The North African nation is now producing between 400,000 barrels a day and 460,000 barrels a day, the Tripoli-based chairman of NOC, Mustafa Sanalla, said in an interview Tuesday on the sidelines of the World National Oil Companies Congress in London. The country hopes to lift output to 600,000 barrels a day in next few weeks, he told the conference.
Libya, holder of Africa’s largest oil reserves, produced about 1.6 million barrels a day before the 2011 rebellion that ended Muammar Qaddafi’s 42-year rule. The country has failed to restore output capacity as militias fought for the control of export terminals while tribes and workers blocked operations at fields and pipelines to seek jobs and better pay.
Enduring Glut
The nation’s ambitions to increase crude production come as oil supply has exceeded demand globally for the past five quarters, the most enduring glut since the 1997 Asian economic crisis, according to the International Energy Agency.
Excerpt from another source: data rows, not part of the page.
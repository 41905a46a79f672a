use chrono::{DateTime, Duration, TimeZone, Utc};
use serde::{Deserialize, Serialize};
use thiserror::Error;

use paddock_core::UserId;

/// Session token claims.
///
/// Timestamps are unix seconds so the encoded form stays a standard JWT.
#[derive(Debug, Clone, PartialEq, Eq, Serialize, Deserialize)]
pub struct SessionClaims {
    /// Subject: the authenticated user.
    pub sub: UserId,

    /// Issued-at (unix seconds).
    pub iat: i64,

    /// Expiration (unix seconds).
    pub exp: i64,
}

impl SessionClaims {
    pub fn new(sub: UserId, issued_at: DateTime<Utc>, ttl: Duration) -> Self {
        Self {
            sub,
            iat: issued_at.timestamp(),
            exp: (issued_at + ttl).timestamp(),
        }
    }

    pub fn expires_at(&self) -> Option<DateTime<Utc>> {
        Utc.timestamp_opt(self.exp, 0).single()
    }
}

#[derive(Debug, Error, Clone, PartialEq, Eq)]
pub enum TokenValidationError {
    #[error("token has expired")]
    Expired,

    #[error("invalid token time window (exp <= iat)")]
    InvalidTimeWindow,
}

/// Deterministically validate session claims against `now`.
///
/// A token is still valid at the exact second it expires; it is rejected once
/// `now` is strictly past `exp`. Signature verification happens before this,
/// in [`crate::TokenService`].
pub fn validate_claims(claims: &SessionClaims, now: DateTime<Utc>) -> Result<(), TokenValidationError> {
    if claims.exp <= claims.iat {
        return Err(TokenValidationError::InvalidTimeWindow);
    }
    if now.timestamp() > claims.exp {
        return Err(TokenValidationError::Expired);
    }
    Ok(())
}
use anyhow::Context;

use paddock_api::config::AppConfig;

#[tokio::main]
async fn main() -> anyhow::Result<()> {
    paddock_observability::init();

    let config = AppConfig::from_env()?;
    let app = paddock_api::app::build_app(&config).await?;

    let listener = tokio::net::TcpListener::bind(config.bind_addr)
        .await
        .with_context(|| format!("failed to bind {}", config.bind_addr))?;

    tracing::info!("listening on {}", listener.local_addr()?);

    axum::serve(listener, app).await?;
    Ok(())
}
The price of benchmark Brent crude dropped almost 50 percent in 2014, before gaining 11 percent this year.
Libya is refining about 130,000 barrels a day and exporting about 300,000 barrels a day of crude, Sanalla said in the interview. The eastern oil fields of Mesla and Sarir and the offshore fields of Jurf and Bouri account for most of the current production, he said.
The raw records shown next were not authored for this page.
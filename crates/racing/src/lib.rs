//! `paddock-racing` — race events, riders and the attendance join record.

pub mod attendee;
pub mod event;
pub mod rider;

pub use attendee::Attendee;
pub use event::{Event, EventDetails};
pub use rider::{Rider, RiderDetails, RiderSummary};

/// Minimum trimmed character count for a required text field.
pub(crate) fn require_min_chars(
    field: &str,
    value: &str,
    min: usize,
) -> paddock_core::DomainResult<String> {
    let trimmed = value.trim();
    if trimmed.chars().count() < min {
        return Err(paddock_core::DomainError::validation(format!(
            "{field} must be at least {min} characters"
        )));
    }
    Ok(trimmed.to_string())
}
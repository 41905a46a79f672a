use axum::{extract::Extension, http::StatusCode, response::IntoResponse, Json};

use crate::context::CurrentUser;

pub async fn health() -> StatusCode {
    StatusCode::OK
}

pub async fn me(Extension(current): Extension<CurrentUser>) -> impl IntoResponse {
    Json(current.public().clone())
}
Brent for August settlement was little changed at $63.98 a barrel on the London-based ICE Futures Europe Exchange at 2:49 p.m. London time.
Armed Militants
Libya has been divided since last year between an internationally recognized government that operates from the east, and an administration that rules over the capital Tripoli and most of the western region, backed by moderate Islamist groups. Armed militants loyal to the al-Qaeda and Islamic State organizations control the town of Sirte, in the center, and Derna, in the east, threatening the two administrations.
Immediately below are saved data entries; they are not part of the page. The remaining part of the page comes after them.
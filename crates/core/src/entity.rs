//! Entity traits: identity + ownership.

use crate::id::UserId;

/// Entity marker + minimal interface.
pub trait Entity {
    /// Strongly-typed entity identifier.
    type Id: Copy + Eq + core::hash::Hash + core::fmt::Debug + core::fmt::Display;

    /// Returns the entity identifier.
    fn id(&self) -> Self::Id;
}

/// An entity with a single recorded owner.
///
/// The owner is fixed at creation time and is the only user allowed to
/// mutate the entity.
pub trait Owned: Entity {
    /// Human-readable resource kind used in error messages ("event", "rider").
    const KIND: &'static str;

    fn owner_id(&self) -> UserId;
}
use std::sync::Arc;

use paddock_auth::ensure_owner;
use paddock_core::{DomainError, DomainResult, EventId, RiderId, UserId};
use paddock_infra::Store;
use paddock_racing::{Attendee, Event, RiderSummary};

/// Relationship manager for event attendance.
///
/// Per `(event, rider)` pair the only states are absent and registered.
/// Only the event's owner may change them; listings are public.
#[derive(Clone)]
pub struct AttendanceManager {
    store: Arc<dyn Store>,
}

impl AttendanceManager {
    pub fn new(store: Arc<dyn Store>) -> Self {
        Self { store }
    }

    /// Register `rider_id` for `event_id` on behalf of `actor`.
    ///
    /// Errors, in the order they are checked:
    /// - event missing: `NotFound`
    /// - rider missing: `NotFound`
    /// - actor does not own the event: `Forbidden`
    /// - pair already registered: `Conflict`
    pub async fn register(&self, actor: UserId, event_id: EventId, rider_id: RiderId) -> DomainResult<Attendee> {
        let event = self.require_event(event_id).await?;
        if self.store.find_rider(rider_id).await?.is_none() {
            return Err(DomainError::not_found("rider"));
        }
        ensure_owner(Some(event), actor)?;

        let attendee = self.store.insert_attendee(event_id, rider_id).await?;
        tracing::info!(
            user_id = %actor,
            event_id = %event_id,
            rider_id = %rider_id,
            attendee_id = %attendee.id,
            "rider registered for event"
        );
        Ok(attendee)
    }

    /// Remove `rider_id` from `event_id`.
    ///
    /// Succeeds whether or not the pair was registered. The rider itself is
    /// not looked up.
    pub async fn unregister(&self, actor: UserId, event_id: EventId, rider_id: RiderId) -> DomainResult<()> {
        let event = self.store.find_event(event_id).await?;
        ensure_owner(event, actor)?;

        let removed = self.store.delete_attendee(event_id, rider_id).await?;
        tracing::info!(
            user_id = %actor,
            event_id = %event_id,
            rider_id = %rider_id,
            removed,
            "rider unregistered from event"
        );
        Ok(())
    }

    pub async fn list_riders_for_event(&self, event_id: EventId) -> DomainResult<Vec<RiderSummary>> {
        self.require_event(event_id).await?;
        Ok(self.store.riders_for_event(event_id).await?)
    }

    pub async fn list_events_for_rider(&self, rider_id: RiderId) -> DomainResult<Vec<Event>> {
        if self.store.find_rider(rider_id).await?.is_none() {
            return Err(DomainError::not_found("rider"));
        }
        Ok(self.store.events_for_rider(rider_id).await?)
    }

    async fn require_event(&self, event_id: EventId) -> DomainResult<Event> {
        self.store
            .find_event(event_id)
            .await?
            .ok_or_else(|| DomainError::not_found("event"))
    }
}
While National Oil Corp.’s management is also split in two, the company continues to coordinate on crude deliveries to the refineries, Sanalla said. The Hariga oil port in the east is sending crude to the Zawiya refinery in the west. The pipeline that supplies crude to Zawiya was shut by a militia last year.
Sanalla said he was optimistic that UN-sponsored talks between the two administrations would allow the reopening of Es Sider and Ras Lanuf, the nation’s largest and third-largest oil ports, in four to five weeks.
The two export terminals, shut in December after attacks by militias loyal to the Tripoli government, have a “good quantity” of crude in storage, Sanalla said, without indicating a specific volume. Should they reopen, NOC would only release the inventories to the world market “gradually” so as not to drive the price of its crude lower, he said.
The nation seeks to boost oil production to 1 million barrels a day by the end of the year and 2.1 million barrels a day in 2017, he said.